(Data items)
━━━━━━━━━━━━━━━━━━━━━━━━━━━━━━

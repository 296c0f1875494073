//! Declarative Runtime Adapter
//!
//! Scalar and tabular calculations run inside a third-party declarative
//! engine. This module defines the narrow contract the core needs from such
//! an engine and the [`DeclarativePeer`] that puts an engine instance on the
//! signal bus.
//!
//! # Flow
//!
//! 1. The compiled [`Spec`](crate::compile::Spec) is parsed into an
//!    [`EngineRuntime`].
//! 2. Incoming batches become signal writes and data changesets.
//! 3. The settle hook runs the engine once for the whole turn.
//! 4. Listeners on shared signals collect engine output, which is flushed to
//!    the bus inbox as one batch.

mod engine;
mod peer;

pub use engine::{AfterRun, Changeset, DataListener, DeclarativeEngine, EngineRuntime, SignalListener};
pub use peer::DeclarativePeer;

━━━━━━━━━━━━━━━━━━━━━━━━━━━━━━

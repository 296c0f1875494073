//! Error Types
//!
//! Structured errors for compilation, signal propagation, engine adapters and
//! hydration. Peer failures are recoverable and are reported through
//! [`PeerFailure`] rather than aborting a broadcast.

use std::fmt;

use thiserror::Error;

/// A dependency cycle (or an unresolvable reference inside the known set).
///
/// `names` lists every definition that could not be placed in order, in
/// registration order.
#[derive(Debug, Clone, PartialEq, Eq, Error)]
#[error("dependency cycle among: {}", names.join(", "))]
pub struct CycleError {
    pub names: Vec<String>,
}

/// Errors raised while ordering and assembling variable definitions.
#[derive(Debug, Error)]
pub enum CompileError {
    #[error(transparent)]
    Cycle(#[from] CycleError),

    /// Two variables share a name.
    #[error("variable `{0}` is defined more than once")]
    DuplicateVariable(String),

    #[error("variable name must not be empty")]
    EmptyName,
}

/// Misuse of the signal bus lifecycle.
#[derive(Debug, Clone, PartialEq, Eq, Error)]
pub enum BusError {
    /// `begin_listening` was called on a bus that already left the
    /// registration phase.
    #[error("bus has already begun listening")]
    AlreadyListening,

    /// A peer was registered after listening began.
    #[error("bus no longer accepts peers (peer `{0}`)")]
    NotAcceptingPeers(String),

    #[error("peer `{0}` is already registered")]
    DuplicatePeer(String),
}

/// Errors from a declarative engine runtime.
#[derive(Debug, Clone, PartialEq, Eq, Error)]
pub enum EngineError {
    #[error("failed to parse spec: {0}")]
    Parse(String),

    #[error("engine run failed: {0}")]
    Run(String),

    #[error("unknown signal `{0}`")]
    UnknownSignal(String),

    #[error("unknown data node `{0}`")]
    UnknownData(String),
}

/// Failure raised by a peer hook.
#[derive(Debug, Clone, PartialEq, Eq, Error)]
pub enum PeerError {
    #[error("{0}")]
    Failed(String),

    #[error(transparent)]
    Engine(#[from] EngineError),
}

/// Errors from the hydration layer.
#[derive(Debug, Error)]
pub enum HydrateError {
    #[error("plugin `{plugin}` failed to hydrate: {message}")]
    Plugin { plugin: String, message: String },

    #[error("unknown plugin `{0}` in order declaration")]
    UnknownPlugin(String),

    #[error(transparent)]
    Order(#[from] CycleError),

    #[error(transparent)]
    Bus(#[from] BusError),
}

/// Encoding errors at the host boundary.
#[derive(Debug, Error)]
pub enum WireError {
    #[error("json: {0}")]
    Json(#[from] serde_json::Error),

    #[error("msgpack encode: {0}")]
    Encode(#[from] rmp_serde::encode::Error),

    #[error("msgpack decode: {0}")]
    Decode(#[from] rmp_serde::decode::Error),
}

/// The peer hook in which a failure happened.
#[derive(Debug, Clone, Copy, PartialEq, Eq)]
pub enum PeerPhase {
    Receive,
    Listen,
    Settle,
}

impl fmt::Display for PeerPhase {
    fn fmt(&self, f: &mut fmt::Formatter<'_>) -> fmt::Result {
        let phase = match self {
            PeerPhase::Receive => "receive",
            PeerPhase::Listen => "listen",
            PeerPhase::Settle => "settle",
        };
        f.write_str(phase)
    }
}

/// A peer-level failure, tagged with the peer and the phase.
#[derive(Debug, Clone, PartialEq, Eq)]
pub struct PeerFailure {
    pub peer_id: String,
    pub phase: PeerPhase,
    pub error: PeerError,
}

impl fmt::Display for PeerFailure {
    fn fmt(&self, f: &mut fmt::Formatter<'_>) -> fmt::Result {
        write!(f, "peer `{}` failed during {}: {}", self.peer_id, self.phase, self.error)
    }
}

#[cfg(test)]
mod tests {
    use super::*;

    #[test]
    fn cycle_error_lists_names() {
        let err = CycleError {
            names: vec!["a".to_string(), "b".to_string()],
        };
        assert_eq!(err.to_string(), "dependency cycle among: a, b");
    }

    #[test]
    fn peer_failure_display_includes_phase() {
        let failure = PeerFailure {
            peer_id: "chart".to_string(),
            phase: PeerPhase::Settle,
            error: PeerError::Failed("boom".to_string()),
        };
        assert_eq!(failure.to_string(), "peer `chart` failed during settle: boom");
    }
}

━━━━━━━━━━━━━━━━━━━━━━━━━━━━━━

**EXERCISE DETAILS:** When the line with "needs from such" is reached in the data above, begin copying, and stop after the line with "the whole turn."; copy each line exactly, both ends included.

**RESULT OF THIS EXERCISE:**
//! engine. This module defines the narrow contract the core needs from such
//! an engine and the [`DeclarativePeer`] that puts an engine instance on the
//! signal bus.
//!
//! # Flow
//!
//! 1. The compiled [`Spec`](crate::compile::Spec) is parsed into an
//!    [`EngineRuntime`].
//! 2. Incoming batches become signal writes and data changesets.
//! 3. The settle hook runs the engine once for the whole turn.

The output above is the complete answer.